Task directions:
Work out how many lines below contain "Duration", then write only that number.

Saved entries

//! WebSocket channel speaking to a `roster-relay` server.
//!
//! After a `join` handshake, outbound messages are queued to a writer task
//! and inbound envelopes are fanned out to every live listener by a reader
//! task. Transport errors are logged and swallowed: sends stay
//! fire-and-forget.

use std::sync::{Arc, Mutex, MutexGuard};
use std::time::Duration;

use futures_util::stream::{SplitSink, SplitStream};
use futures_util::{SinkExt, StreamExt};
use tokio::net::TcpStream;
use tokio::sync::mpsc;
use tokio::task::JoinHandle;
use tokio_tungstenite::tungstenite::Message as WsMessage;
use tokio_tungstenite::{MaybeTlsStream, WebSocketStream};
use tracing::{debug, info, warn};

use roster_common::PresenceError;

use crate::protocol::{Envelope, PresenceMessage, RelayHello, RelayReply};

use super::Channel;

const CONNECT_TIMEOUT: Duration = Duration::from_secs(15);
const HANDSHAKE_TIMEOUT: Duration = Duration::from_secs(10);

type WsStream = WebSocketStream<MaybeTlsStream<TcpStream>>;
type Listeners = Arc<Mutex<Vec<mpsc::UnboundedSender<Envelope>>>>;

/// A channel backed by one WebSocket connection to the relay.
#[derive(Debug)]
pub struct WsChannel {
    identity: String,
    room: String,
    outbound: mpsc::UnboundedSender<String>,
    listeners: Listeners,
    reader: JoinHandle<()>,
}

impl WsChannel {
    /// Connect to `url`, join `room` as `identity`, and start the I/O tasks.
    pub async fn connect(url: &str, room: &str, identity: &str) -> Result<Self, PresenceError> {
        info!(url = %url, room = %room, "Connecting to presence relay");

        let (ws, _) = tokio::time::timeout(CONNECT_TIMEOUT, tokio_tungstenite::connect_async(url))
            .await
            .map_err(|_| PresenceError::Transport("connection timed out after 15s".into()))?
            .map_err(|e| PresenceError::Transport(format!("connection failed: {e}")))?;

        let (mut write, mut read) = ws.split();
        handshake(&mut write, &mut read, room, identity).await?;

        let (outbound, outbound_rx) = mpsc::unbounded_channel();
        let listeners: Listeners = Arc::default();

        tokio::spawn(writer_task(write, outbound_rx));
        let reader = tokio::spawn(reader_task(read, Arc::clone(&listeners)));

        info!(room = %room, identity = %identity, "Joined presence relay room");
        Ok(Self {
            identity: identity.to_string(),
            room: room.to_string(),
            outbound,
            listeners,
            reader,
        })
    }

    pub fn identity(&self) -> &str {
        &self.identity
    }

    pub fn room(&self) -> &str {
        &self.room
    }

    fn enqueue(&self, message: &PresenceMessage) {
        match serde_json::to_string(message) {
            Ok(json) => {
                if self.outbound.send(json).is_err() {
                    debug!(kind = message.kind(), "Relay writer gone, message dropped");
                }
            }
            Err(e) => warn!(error = %e, "Failed to encode presence message"),
        }
    }
}

impl Channel for WsChannel {
    fn send(&self, message: PresenceMessage) {
        self.enqueue(&message);
    }

    fn send_beacon(&self, message: PresenceMessage) {
        // The writer drains its queue before closing, so a beacon queued
        // ahead of teardown still goes out.
        self.enqueue(&message);
    }

    fn listen(&self) -> mpsc::UnboundedReceiver<Envelope> {
        let (tx, rx) = mpsc::unbounded_channel();
        lock(&self.listeners).push(tx);
        rx
    }
}

impl Drop for WsChannel {
    fn drop(&mut self) {
        // Dropping `outbound` lets the writer flush and close on its own.
        self.reader.abort();
        lock(&self.listeners).clear();
    }
}

fn lock(listeners: &Listeners) -> MutexGuard<'_, Vec<mpsc::UnboundedSender<Envelope>>> {
    listeners
        .lock()
        .unwrap_or_else(|poisoned| poisoned.into_inner())
}

// ---------------------------------------------------------------------------
// Handshake
// ---------------------------------------------------------------------------

async fn handshake(
    write: &mut SplitSink<WsStream, WsMessage>,
    read: &mut SplitStream<WsStream>,
    room: &str,
    identity: &str,
) -> Result<(), PresenceError> {
    let hello = RelayHello::Join {
        room: room.to_string(),
        identity: identity.to_string(),
    };
    let json = serde_json::to_string(&hello)
        .map_err(|e| PresenceError::Transport(format!("failed to encode hello: {e}")))?;
    write
        .send(WsMessage::Text(json.into()))
        .await
        .map_err(|e| PresenceError::Transport(format!("failed to send hello: {e}")))?;

    let reply = tokio::time::timeout(HANDSHAKE_TIMEOUT, read.next())
        .await
        .map_err(|_| PresenceError::Transport("relay did not answer the join".into()))?;

    match reply {
        Some(Ok(WsMessage::Text(text))) => match serde_json::from_str::<RelayReply>(&text) {
            Ok(RelayReply::Joined { .. }) => Ok(()),
            Ok(RelayReply::Error { message }) => Err(PresenceError::Transport(message)),
            Err(e) => Err(PresenceError::Transport(format!("unexpected relay reply: {e}"))),
        },
        Some(Ok(_)) => Err(PresenceError::Transport(
            "expected a text reply from the relay".into(),
        )),
        Some(Err(e)) => Err(PresenceError::Transport(format!("handshake failed: {e}"))),
        None => Err(PresenceError::Transport(
            "relay closed the connection during handshake".into(),
        )),
    }
}

// ---------------------------------------------------------------------------
// I/O tasks
// ---------------------------------------------------------------------------

async fn writer_task(
    mut write: SplitSink<WsStream, WsMessage>,
    mut outbound: mpsc::UnboundedReceiver<String>,
) {
    while let Some(json) = outbound.recv().await {
        if let Err(e) = write.send(WsMessage::Text(json.into())).await {
            warn!(error = %e, "Relay write failed");
            return;
        }
    }
    let _ = write.close().await;
    debug!("Relay writer finished");
}

async fn reader_task(mut read: SplitStream<WsStream>, listeners: Listeners) {
    while let Some(frame) = read.next().await {
        match frame {
            Ok(WsMessage::Text(text)) => match serde_json::from_str::<Envelope>(&text) {
                Ok(envelope) => {
                    lock(&listeners).retain(|tx| tx.send(envelope.clone()).is_ok());
                }
                Err(e) => {
                    debug!(error = %e, "Skipping undecodable relay frame");
                }
            },
            Ok(WsMessage::Close(_)) => {
                info!("Presence relay closed the connection");
                break;
            }
            Err(e) => {
                warn!(error = %e, "Relay read failed");
                break;
            }
            _ => {}
        }
    }
    // Ending every listener tells the stores their channel is gone.
    lock(&listeners).clear();
}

Answer area:
3